Task directions - Return each line of the entries that mentions the word "surfalign".

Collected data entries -
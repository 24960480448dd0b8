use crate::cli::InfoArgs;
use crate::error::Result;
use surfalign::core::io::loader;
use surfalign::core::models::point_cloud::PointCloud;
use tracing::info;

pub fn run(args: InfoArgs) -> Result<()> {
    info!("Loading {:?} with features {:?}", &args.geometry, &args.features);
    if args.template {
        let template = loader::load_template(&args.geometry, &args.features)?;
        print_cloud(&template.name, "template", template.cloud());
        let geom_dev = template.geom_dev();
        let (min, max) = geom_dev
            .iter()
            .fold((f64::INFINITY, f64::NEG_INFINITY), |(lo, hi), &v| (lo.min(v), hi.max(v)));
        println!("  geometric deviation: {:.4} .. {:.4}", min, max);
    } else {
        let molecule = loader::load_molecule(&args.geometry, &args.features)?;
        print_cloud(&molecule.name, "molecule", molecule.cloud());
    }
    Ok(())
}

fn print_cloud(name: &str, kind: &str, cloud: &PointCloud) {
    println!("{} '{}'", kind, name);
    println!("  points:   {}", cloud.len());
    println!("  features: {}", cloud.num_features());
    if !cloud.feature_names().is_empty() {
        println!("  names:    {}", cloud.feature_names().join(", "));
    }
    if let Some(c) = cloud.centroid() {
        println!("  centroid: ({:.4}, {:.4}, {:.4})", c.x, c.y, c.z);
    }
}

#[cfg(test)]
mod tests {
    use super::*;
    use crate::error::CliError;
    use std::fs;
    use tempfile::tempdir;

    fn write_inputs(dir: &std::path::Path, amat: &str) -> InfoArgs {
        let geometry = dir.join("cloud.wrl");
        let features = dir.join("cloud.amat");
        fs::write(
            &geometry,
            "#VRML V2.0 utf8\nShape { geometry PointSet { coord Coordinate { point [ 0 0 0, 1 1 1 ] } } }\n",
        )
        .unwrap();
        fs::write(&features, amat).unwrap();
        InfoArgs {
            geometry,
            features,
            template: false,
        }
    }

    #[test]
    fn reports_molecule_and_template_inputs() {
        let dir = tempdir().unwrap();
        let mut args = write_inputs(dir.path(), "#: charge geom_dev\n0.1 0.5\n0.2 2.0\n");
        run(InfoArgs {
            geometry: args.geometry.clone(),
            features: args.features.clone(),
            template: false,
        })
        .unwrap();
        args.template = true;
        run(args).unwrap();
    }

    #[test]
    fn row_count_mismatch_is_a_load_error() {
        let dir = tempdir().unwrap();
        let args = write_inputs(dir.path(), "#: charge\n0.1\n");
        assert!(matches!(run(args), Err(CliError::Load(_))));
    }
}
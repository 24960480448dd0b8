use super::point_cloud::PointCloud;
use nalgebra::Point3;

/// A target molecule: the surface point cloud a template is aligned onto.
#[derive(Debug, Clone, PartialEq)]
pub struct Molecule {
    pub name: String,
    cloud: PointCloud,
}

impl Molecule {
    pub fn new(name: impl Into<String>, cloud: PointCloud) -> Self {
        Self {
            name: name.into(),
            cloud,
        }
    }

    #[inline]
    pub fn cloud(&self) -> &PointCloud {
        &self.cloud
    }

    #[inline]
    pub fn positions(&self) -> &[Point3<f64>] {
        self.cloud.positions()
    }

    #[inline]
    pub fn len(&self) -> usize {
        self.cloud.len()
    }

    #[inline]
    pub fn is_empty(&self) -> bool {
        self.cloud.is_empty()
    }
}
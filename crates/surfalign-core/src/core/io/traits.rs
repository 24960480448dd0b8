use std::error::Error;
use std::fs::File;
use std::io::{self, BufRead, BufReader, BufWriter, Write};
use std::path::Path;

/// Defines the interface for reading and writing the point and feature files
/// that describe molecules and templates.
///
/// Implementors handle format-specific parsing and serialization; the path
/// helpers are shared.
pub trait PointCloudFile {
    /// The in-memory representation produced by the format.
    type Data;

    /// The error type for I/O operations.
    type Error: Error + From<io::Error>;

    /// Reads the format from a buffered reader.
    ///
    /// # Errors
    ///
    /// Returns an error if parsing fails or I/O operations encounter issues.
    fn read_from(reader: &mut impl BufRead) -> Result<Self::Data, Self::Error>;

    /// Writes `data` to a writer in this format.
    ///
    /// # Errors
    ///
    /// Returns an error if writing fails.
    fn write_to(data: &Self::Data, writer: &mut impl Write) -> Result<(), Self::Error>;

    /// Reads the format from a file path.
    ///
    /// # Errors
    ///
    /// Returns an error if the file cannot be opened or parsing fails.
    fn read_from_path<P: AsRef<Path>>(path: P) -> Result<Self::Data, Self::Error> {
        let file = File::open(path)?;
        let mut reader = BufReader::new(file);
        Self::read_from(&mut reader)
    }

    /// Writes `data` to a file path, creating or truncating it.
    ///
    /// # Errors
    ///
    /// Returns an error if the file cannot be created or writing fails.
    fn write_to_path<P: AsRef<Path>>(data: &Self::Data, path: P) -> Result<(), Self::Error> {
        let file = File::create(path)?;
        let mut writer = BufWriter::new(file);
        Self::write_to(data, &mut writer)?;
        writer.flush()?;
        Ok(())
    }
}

Task answer -
use surfalign::core::io::loader;
use surfalign::core::models::point_cloud::PointCloud;
filename crates/surfalign-core/src/core/io/traits.rs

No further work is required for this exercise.